TASK TO COMPLETE: Within the records below is a range that opens at the line with "(Some(target), _) =>" and closes at the line with "none is configured.". Return that range word for word, both ends included, and only that range.

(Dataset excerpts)
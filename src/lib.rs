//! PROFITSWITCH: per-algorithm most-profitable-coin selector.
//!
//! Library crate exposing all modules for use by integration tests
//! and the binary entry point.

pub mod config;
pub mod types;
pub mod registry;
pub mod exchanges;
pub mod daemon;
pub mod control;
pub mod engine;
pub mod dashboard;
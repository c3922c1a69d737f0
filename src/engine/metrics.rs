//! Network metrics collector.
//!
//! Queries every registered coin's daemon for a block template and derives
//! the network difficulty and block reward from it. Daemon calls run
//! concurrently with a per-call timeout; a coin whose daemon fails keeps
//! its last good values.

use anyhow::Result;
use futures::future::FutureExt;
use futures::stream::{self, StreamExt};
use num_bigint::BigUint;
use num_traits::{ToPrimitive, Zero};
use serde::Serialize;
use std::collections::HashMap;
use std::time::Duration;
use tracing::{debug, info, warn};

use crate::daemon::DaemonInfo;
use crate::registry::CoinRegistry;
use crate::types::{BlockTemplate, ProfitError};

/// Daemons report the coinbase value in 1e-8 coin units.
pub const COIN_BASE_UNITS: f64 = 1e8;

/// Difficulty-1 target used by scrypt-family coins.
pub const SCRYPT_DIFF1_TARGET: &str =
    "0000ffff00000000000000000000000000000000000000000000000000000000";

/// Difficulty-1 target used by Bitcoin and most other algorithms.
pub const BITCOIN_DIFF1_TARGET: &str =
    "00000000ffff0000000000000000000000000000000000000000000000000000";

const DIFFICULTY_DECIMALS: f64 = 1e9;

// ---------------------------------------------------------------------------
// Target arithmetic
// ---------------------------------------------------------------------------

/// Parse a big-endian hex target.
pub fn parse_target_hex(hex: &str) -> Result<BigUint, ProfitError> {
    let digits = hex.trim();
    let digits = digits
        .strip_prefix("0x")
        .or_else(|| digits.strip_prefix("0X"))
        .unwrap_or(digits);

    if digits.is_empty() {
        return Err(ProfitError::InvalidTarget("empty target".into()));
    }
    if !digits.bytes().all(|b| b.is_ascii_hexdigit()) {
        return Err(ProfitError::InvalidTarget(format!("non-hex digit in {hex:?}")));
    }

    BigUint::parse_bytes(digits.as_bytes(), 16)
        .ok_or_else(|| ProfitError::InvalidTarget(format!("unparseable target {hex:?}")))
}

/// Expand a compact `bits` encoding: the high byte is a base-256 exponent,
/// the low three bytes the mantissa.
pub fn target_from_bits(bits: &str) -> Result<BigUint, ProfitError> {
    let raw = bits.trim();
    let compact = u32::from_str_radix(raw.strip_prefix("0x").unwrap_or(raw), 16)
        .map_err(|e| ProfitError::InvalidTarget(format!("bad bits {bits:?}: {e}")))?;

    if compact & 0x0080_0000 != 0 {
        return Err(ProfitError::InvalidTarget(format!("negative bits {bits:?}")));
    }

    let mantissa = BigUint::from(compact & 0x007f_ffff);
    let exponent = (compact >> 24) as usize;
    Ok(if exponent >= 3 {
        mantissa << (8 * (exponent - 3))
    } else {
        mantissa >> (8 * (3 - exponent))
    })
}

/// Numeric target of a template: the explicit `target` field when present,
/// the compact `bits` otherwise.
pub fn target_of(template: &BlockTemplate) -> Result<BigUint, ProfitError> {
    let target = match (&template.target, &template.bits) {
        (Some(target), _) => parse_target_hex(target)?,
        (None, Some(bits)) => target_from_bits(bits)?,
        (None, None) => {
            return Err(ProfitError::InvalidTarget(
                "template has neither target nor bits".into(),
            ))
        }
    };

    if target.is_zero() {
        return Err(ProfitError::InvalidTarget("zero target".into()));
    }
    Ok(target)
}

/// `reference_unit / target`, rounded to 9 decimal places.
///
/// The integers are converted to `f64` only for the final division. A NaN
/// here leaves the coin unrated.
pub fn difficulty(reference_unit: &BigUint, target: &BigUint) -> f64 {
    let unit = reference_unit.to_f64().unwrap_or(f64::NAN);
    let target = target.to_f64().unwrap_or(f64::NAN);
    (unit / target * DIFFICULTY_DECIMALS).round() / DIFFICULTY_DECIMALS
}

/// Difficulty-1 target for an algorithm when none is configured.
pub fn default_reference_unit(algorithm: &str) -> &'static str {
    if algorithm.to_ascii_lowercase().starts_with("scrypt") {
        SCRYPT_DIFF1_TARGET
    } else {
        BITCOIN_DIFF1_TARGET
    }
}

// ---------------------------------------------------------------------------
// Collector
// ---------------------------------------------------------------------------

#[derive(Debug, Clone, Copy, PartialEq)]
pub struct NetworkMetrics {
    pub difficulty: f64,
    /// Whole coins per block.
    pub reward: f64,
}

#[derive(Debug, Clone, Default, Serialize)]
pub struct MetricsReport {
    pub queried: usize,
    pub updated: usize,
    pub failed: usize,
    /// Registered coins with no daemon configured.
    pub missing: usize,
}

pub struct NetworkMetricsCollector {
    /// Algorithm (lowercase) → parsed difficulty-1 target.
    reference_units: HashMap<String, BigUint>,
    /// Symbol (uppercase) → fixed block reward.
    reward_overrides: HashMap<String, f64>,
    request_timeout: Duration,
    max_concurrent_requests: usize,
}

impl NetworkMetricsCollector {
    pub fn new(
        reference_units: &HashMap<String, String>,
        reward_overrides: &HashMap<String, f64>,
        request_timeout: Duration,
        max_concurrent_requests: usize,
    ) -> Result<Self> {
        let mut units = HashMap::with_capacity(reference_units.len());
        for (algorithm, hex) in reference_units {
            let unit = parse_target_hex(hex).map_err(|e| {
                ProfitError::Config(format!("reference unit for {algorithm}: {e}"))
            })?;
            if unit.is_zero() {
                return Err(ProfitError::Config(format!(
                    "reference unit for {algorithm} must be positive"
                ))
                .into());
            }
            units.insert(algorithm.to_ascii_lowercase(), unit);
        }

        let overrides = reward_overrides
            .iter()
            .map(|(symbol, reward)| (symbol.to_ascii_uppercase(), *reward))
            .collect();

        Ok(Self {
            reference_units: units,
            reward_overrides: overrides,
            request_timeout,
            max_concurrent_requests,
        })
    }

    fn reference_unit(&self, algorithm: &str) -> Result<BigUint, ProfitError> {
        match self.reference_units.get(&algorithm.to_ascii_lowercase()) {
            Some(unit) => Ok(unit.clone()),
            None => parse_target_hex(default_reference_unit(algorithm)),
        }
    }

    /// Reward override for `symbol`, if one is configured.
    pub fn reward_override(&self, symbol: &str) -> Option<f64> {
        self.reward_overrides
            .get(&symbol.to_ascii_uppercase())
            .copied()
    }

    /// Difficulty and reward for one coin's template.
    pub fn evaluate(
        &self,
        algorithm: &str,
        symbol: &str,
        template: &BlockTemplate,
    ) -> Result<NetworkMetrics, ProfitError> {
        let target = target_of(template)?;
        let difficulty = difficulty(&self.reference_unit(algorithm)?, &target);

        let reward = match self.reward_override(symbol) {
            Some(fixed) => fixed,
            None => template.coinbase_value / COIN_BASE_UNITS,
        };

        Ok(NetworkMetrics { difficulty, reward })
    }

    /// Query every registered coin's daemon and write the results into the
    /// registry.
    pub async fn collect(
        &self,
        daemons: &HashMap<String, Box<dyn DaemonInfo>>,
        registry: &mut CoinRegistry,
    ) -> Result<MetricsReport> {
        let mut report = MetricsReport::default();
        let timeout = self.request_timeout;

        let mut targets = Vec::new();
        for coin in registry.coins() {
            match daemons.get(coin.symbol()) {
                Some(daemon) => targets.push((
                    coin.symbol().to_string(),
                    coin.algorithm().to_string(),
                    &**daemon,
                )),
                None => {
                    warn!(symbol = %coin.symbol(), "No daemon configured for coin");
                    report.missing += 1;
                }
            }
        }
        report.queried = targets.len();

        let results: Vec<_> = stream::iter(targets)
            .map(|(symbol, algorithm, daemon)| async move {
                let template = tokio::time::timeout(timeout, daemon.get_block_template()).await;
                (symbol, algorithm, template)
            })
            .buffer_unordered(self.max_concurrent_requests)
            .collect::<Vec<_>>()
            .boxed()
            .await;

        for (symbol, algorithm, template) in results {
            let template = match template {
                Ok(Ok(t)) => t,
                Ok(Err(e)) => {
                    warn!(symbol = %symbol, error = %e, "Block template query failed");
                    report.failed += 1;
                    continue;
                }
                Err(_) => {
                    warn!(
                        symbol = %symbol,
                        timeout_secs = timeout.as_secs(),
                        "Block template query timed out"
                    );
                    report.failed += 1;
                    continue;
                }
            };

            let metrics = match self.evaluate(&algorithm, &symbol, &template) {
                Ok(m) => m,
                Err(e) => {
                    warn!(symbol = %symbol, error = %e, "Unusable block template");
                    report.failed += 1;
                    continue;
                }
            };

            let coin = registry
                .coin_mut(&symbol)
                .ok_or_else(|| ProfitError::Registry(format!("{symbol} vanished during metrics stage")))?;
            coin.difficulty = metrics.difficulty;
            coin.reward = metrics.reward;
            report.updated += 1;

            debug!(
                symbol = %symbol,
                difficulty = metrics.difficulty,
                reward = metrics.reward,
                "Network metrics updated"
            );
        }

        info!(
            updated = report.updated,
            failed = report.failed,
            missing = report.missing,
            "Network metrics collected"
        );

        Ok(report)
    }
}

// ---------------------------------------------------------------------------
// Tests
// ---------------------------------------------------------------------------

OUTPUT OF THE TASK:
        (Some(target), _) => parse_target_hex(target)?,
        (None, Some(bits)) => target_from_bits(bits)?,
        (None, None) => {
            return Err(ProfitError::InvalidTarget(
                "template has neither target nor bits".into(),
            ))
        }
    };

    if target.is_zero() {
        return Err(ProfitError::InvalidTarget("zero target".into()));
    }
    Ok(target)
}

/// `reference_unit / target`, rounded to 9 decimal places.
///
/// The integers are converted to `f64` only for the final division. A NaN
/// here leaves the coin unrated.
pub fn difficulty(reference_unit: &BigUint, target: &BigUint) -> f64 {
    let unit = reference_unit.to_f64().unwrap_or(f64::NAN);
    let target = target.to_f64().unwrap_or(f64::NAN);
    (unit / target * DIFFICULTY_DECIMALS).round() / DIFFICULTY_DECIMALS
}

/// Difficulty-1 target for an algorithm when none is configured.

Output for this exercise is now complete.